Consequently, it is highly unlikely that NPs will induce the cytotoxic responses or pathological outcomes outlined in this review in the in vitroand animal studies, respectively. The data from the reviewed in vitroexperiments should be interpreted with caution given that the findings from studies conducted in cell lines are of limited value in assessing the potential toxicity NPs pose to humans from topically applied sunscreens. Similarly, the limitations of the reviewed animal studies, where NPs were administered at relatively high concentrations through exposure routes that are not relevant in the context of sunscreen use and at high frequency, should also be acknowledged. Given the majority of studies found no evidence of skin penetration of NPs when applied dermally, it is highly unlikely that the high systemic NP concentrations attained in these experimental animals would be achieved in people, even if accidental intake occurred via these non-dermal routes. Therefore, any deductions made regarding the safety of topically applied sunscreens in humans by extrapolating these findings in animals to humans, are of limited value.
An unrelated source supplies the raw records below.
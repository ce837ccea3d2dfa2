//! Hours Report
//!
//! Turns a fingerprint-scanner hours export into a two-sheet workbook of
//! per-team hours, flagging students whose totals fall outside the watermarks.
//!
//! This library provides:
//! - `roster`: per-student hour accumulation keyed by id
//! - `teams`: team membership and hours ranking
//! - `threshold`: low/high classification and flag counting
//! - `layout`: placement of team blocks into configured sheet sections
//! - `report`: the coaches and parents sheets built from one data set
//! - `config`, `input`, `output`: properties file, export reading, sheet writing
//!
//! Binaries:
//! - `hours-report`: command-line front end

pub mod config;
pub mod error;
pub mod input;
pub mod layout;
pub mod output;
pub mod report;
pub mod roster;
pub mod teams;
pub mod threshold;

pub use config::Config;
pub use error::{ConfigError, InputError, LayoutError};
pub use layout::{CellSink, LayoutEngine, LayoutSection, StyleTag, Variant};
pub use report::{ReportAssembler, ReportSummary, VariantReport};
pub use roster::{Person, PersonId, Roster};
pub use teams::TeamIndex;
pub use threshold::{FlagCounts, FlagTally, HoursClass, Thresholds};
//! Identity registry: one accumulated-hours record per student id.
//!
//! Every export row that mentions an id adds its hours to the same record,
//! so duplicated scanner rows collapse into a single running total. The
//! registry is an ordinary value owned by the caller; dropping it or calling
//! [`Roster::reset`] starts a fresh run.

use std::collections::HashMap;
use std::fmt;

/// Handle to a [`Person`] held by a [`Roster`].
///
/// Handles are only meaningful for the roster that issued them and are
/// invalidated by [`Roster::reset`].
#[derive(Debug, Clone, Copy, PartialEq, Eq, Hash, PartialOrd, Ord)]
pub struct PersonId(usize);

/// A student with hours summed across every row seen for their id.
#[derive(Debug, Clone, PartialEq)]
pub struct Person {
    id: String,
    last_name: String,
    first_name: String,
    hours: f64,
}

impl Person {
    fn new(name: &str, id: &str, hours: f64) -> Self {
        let (last_name, first_name) = split_name(name);
        Self {
            id: id.to_string(),
            last_name,
            first_name,
            hours,
        }
    }

    pub fn id(&self) -> &str {
        &self.id
    }

    pub fn last_name(&self) -> &str {
        &self.last_name
    }

    pub fn first_name(&self) -> &str {
        &self.first_name
    }

    /// Display name as it appears on the coaches sheet: `"Last, First"`.
    pub fn display_name(&self) -> String {
        format!("{}, {}", self.last_name, self.first_name)
    }

    pub fn hours(&self) -> f64 {
        self.hours
    }
}

impl fmt::Display for Person {
    fn fmt(&self, f: &mut fmt::Formatter<'_>) -> fmt::Result {
        write!(
            f,
            "[{} {}:{}:{}]",
            self.first_name, self.last_name, self.id, self.hours
        )
    }
}

/// Split a free-form name into `(last, first)`.
///
/// Exports use two conventions: `"Last, First"` and `"First Last"`. The
/// comma form puts the surname on the left, the space form puts it on the
/// right. A name with neither separator is taken as a bare surname.
pub fn split_name(name: &str) -> (String, String) {
    if let Some((last, first)) = name.split_once(", ") {
        (last.to_string(), first.to_string())
    } else if let Some((first, last)) = name.split_once(' ') {
        (last.to_string(), first.to_string())
    } else {
        (name.to_string(), String::new())
    }
}

/// Registry of every person seen in the current run, keyed by id.
#[derive(Debug, Default)]
pub struct Roster {
    people: Vec<Person>,
    by_id: HashMap<String, PersonId>,
}

impl Roster {
    pub fn new() -> Self {
        Self::default()
    }

    /// Record `hours` for `id`, creating the person on first sighting.
    ///
    /// Later sightings only add to the total; the name given with them is
    /// ignored. No sign check is made on `hours`.
    pub fn resolve(&mut self, name: &str, id: &str, hours: f64) -> PersonId {
        if let Some(&handle) = self.by_id.get(id) {
            self.people[handle.0].hours += hours;
            return handle;
        }
        let handle = PersonId(self.people.len());
        self.people.push(Person::new(name, id, hours));
        self.by_id.insert(id.to_string(), handle);
        handle
    }

    pub fn get(&self, handle: PersonId) -> Option<&Person> {
        self.people.get(handle.0)
    }

    pub fn find(&self, id: &str) -> Option<&Person> {
        self.by_id.get(id).and_then(|&h| self.get(h))
    }

    pub fn len(&self) -> usize {
        self.people.len()
    }

    pub fn is_empty(&self) -> bool {
        self.people.is_empty()
    }

    /// Forget every person. Handles issued before the reset must not be reused.
    pub fn reset(&mut self) {
        self.people.clear();
        self.by_id.clear();
    }
}
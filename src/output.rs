//! Cell sinks for the layout engine.
//!
//! - [`XlsxSheet`]: a styled `rust_xlsxwriter` worksheet for the real report
//! - [`GridSheet`]: an in-memory grid used by `--dry-run` and tests

use crate::error::LayoutError;
use crate::layout::{CellSink, StyleTag, Variant};
use rust_xlsxwriter::{Color, Format, FormatAlign, FormatBorder, Workbook, Worksheet, XlsxError};
use std::collections::{BTreeMap, BTreeSet, HashMap};
use std::path::Path;

// ============================================================================
// In-memory grid
// ============================================================================

#[derive(Debug, Clone, PartialEq)]
pub enum GridValue {
    Text(String),
    Number(f64),
}

#[derive(Debug, Clone, PartialEq)]
pub struct GridCell {
    pub value: GridValue,
    pub style: StyleTag,
}

/// Records every write so a layout can be inspected without a workbook.
#[derive(Debug, Default)]
pub struct GridSheet {
    cells: BTreeMap<(u32, u16), GridCell>,
    autofit: BTreeSet<u16>,
}

impl GridSheet {
    pub fn new() -> Self {
        Self::default()
    }

    pub fn cell(&self, row: u32, col: u16) -> Option<&GridCell> {
        self.cells.get(&(row, col))
    }

    pub fn text(&self, row: u32, col: u16) -> Option<&str> {
        match self.cell(row, col).map(|c| &c.value) {
            Some(GridValue::Text(s)) => Some(s),
            _ => None,
        }
    }

    pub fn number(&self, row: u32, col: u16) -> Option<f64> {
        match self.cell(row, col).map(|c| &c.value) {
            Some(GridValue::Number(n)) => Some(*n),
            _ => None,
        }
    }

    pub fn style(&self, row: u32, col: u16) -> Option<StyleTag> {
        self.cell(row, col).map(|c| c.style)
    }

    pub fn autofit_columns(&self) -> &BTreeSet<u16> {
        &self.autofit
    }

    pub fn len(&self) -> usize {
        self.cells.len()
    }

    pub fn is_empty(&self) -> bool {
        self.cells.is_empty()
    }

    /// Plain-text rendering, one line per row, cells separated by ` | `.
    /// Low and high hours are marked with `-` and `+`.
    pub fn render(&self) -> String {
        let Some(&(last_row, _)) = self.cells.keys().next_back() else {
            return String::new();
        };
        let last_col = self.cells.keys().map(|&(_, c)| c).max().unwrap_or(0);
        let mut widths = vec![0usize; last_col as usize + 1];
        let mut rendered: HashMap<(u32, u16), String> = HashMap::new();
        for (&(row, col), cell) in &self.cells {
            let text = match (&cell.value, cell.style) {
                (GridValue::Text(s), _) => s.clone(),
                (GridValue::Number(n), StyleTag::Low) => format!("-{}", n),
                (GridValue::Number(n), StyleTag::High) => format!("+{}", n),
                (GridValue::Number(n), _) => n.to_string(),
            };
            // titles span the sheet and should not widen the first column
            if cell.style != StyleTag::Title {
                widths[col as usize] = widths[col as usize].max(text.chars().count());
            }
            rendered.insert((row, col), text);
        }

        let mut out = String::new();
        for row in 0..=last_row {
            let mut line = String::new();
            for col in 0..=last_col {
                let text = rendered.get(&(row, col)).map(String::as_str).unwrap_or("");
                line.push_str(&format!("{:<width$} | ", text, width = widths[col as usize]));
            }
            out.push_str(line.trim_end());
            out.push('\n');
        }
        out
    }
}

impl CellSink for GridSheet {
    fn write_text(
        &mut self,
        row: u32,
        col: u16,
        value: &str,
        style: StyleTag,
    ) -> Result<(), LayoutError> {
        self.cells.insert(
            (row, col),
            GridCell {
                value: GridValue::Text(value.to_string()),
                style,
            },
        );
        Ok(())
    }

    fn write_number(
        &mut self,
        row: u32,
        col: u16,
        value: f64,
        style: StyleTag,
    ) -> Result<(), LayoutError> {
        self.cells.insert(
            (row, col),
            GridCell {
                value: GridValue::Number(value),
                style,
            },
        );
        Ok(())
    }

    fn write_merged(
        &mut self,
        row: u32,
        first_col: u16,
        _last_col: u16,
        value: &str,
        style: StyleTag,
    ) -> Result<(), LayoutError> {
        self.write_text(row, first_col, value, style)
    }

    fn autofit_column(&mut self, col: u16) -> Result<(), LayoutError> {
        self.autofit.insert(col);
        Ok(())
    }
}

// ============================================================================
// Excel worksheet
// ============================================================================

const TITLE_ROW_HEIGHT: f64 = 30.6;
const TITLE_FILL: &str = "#CCCCFF"; // light cornflower blue
const HEADER_FILL: &str = "#969696"; // grey 40%

/// Cell formats for each [`StyleTag`]. Every style has a thin black border.
struct Styles {
    title: Format,
    header: Format,
    normal: Format,
    normal_centered: Format,
    normal_right: Format,
    low: Format,
    high: Format,
}

impl Styles {
    fn new() -> Self {
        let bordered = || {
            Format::new()
                .set_border(FormatBorder::Thin)
                .set_border_color(Color::Black)
        };
        Self {
            title: bordered()
                .set_align(FormatAlign::Left)
                .set_background_color(TITLE_FILL)
                .set_indent(3)
                .set_bold()
                .set_font_size(24),
            header: bordered()
                .set_align(FormatAlign::Center)
                .set_bold()
                .set_background_color(HEADER_FILL),
            normal: bordered().set_align(FormatAlign::Left),
            normal_centered: bordered().set_align(FormatAlign::Center),
            normal_right: bordered().set_align(FormatAlign::Right),
            low: bordered()
                .set_align(FormatAlign::Right)
                .set_bold()
                .set_font_color(Color::Red),
            high: bordered()
                .set_align(FormatAlign::Right)
                .set_bold()
                .set_font_color(Color::Red)
                .set_background_color(Color::Yellow),
        }
    }

    fn get(&self, tag: StyleTag) -> &Format {
        match tag {
            StyleTag::Title => &self.title,
            StyleTag::Header => &self.header,
            StyleTag::Normal => &self.normal,
            StyleTag::NormalCentered => &self.normal_centered,
            StyleTag::NormalRight => &self.normal_right,
            StyleTag::Low => &self.low,
            StyleTag::High => &self.high,
        }
    }
}

/// A report worksheet that remembers how wide each column's content is.
pub struct XlsxSheet {
    worksheet: Worksheet,
    styles: Styles,
    widths: HashMap<u16, usize>,
}

impl XlsxSheet {
    /// Create the sheet for `variant` with print setup applied.
    pub fn new(variant: Variant) -> Result<Self, XlsxError> {
        let mut worksheet = Worksheet::new();
        worksheet.set_name(variant.sheet_name())?;
        worksheet
            .set_screen_gridlines(false)
            .set_print_gridlines(false)
            .set_print_fit_to_pages(1, 0)
            .set_print_center_horizontally(true)
            .set_portrait();
        worksheet.set_row_height(0, TITLE_ROW_HEIGHT)?;
        Ok(Self {
            worksheet,
            styles: Styles::new(),
            widths: HashMap::new(),
        })
    }

    pub fn into_worksheet(self) -> Worksheet {
        self.worksheet
    }

    fn note_width(&mut self, col: u16, text_len: usize) {
        let width = self.widths.entry(col).or_insert(0);
        *width = (*width).max(text_len);
    }
}

fn sink_error(row: u32, col: u16, e: XlsxError) -> LayoutError {
    LayoutError::Sink {
        row,
        col,
        message: e.to_string(),
    }
}

impl CellSink for XlsxSheet {
    fn write_text(
        &mut self,
        row: u32,
        col: u16,
        value: &str,
        style: StyleTag,
    ) -> Result<(), LayoutError> {
        self.worksheet
            .write_string_with_format(row, col, value, self.styles.get(style))
            .map_err(|e| sink_error(row, col, e))?;
        self.note_width(col, value.chars().count());
        Ok(())
    }

    fn write_number(
        &mut self,
        row: u32,
        col: u16,
        value: f64,
        style: StyleTag,
    ) -> Result<(), LayoutError> {
        self.worksheet
            .write_number_with_format(row, col, value, self.styles.get(style))
            .map_err(|e| sink_error(row, col, e))?;
        self.note_width(col, value.to_string().len());
        Ok(())
    }

    fn write_merged(
        &mut self,
        row: u32,
        first_col: u16,
        last_col: u16,
        value: &str,
        style: StyleTag,
    ) -> Result<(), LayoutError> {
        self.worksheet
            .merge_range(row, first_col, row, last_col, value, self.styles.get(style))
            .map_err(|e| sink_error(row, first_col, e))?;
        Ok(())
    }

    fn autofit_column(&mut self, col: u16) -> Result<(), LayoutError> {
        let chars = self.widths.get(&col).copied().unwrap_or(0);
        // padding for the border and bold headers
        let width = chars as f64 * 1.1 + 2.0;
        self.worksheet
            .set_column_width(col, width)
            .map_err(|e| sink_error(0, col, e))?;
        Ok(())
    }
}

/// Collect finished sheets into a workbook and write it to `path`.
pub fn save_workbook(sheets: Vec<XlsxSheet>, path: &Path) -> Result<(), XlsxError> {
    let mut workbook = Workbook::new();
    for sheet in sheets {
        workbook.push_worksheet(sheet.into_worksheet());
    }
    workbook.save(path)
}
It is also crucial to emphasize that NPs present in sunscreens are modified to reduce their potential to generate ROS, which largely mediate NP-induced cytotoxicity and genotoxicity. During the manufacturing process the surface of the NPs may be coated to reduce the formation of ROS, even after UV exposure. Sunscreens may also contain antioxidants in order to neutralise ROS generated by NPs. Additionally, endogenous protective mechanisms, such as antioxidant activity mediated by a range of intracellular enzymes and factors, will likely protect against the damaging effects of oxidative stress generated by any exposure to nanoparticles. Minimal dermal penetration of NPs is likely to be adequately counteracted by these natural cellular defences.
In conclusion, on current evidence, neither TiO2 nor ZnO NPs are likely to cause harm when used as ingredients in sunscreens. The current state of knowledge strongly indicates that the minor risks potentially associated with NPs in sunscreens are vastly outweighed by the benefits that NP-containing sunscreens afford against skin damage and, importantly, skin cancer.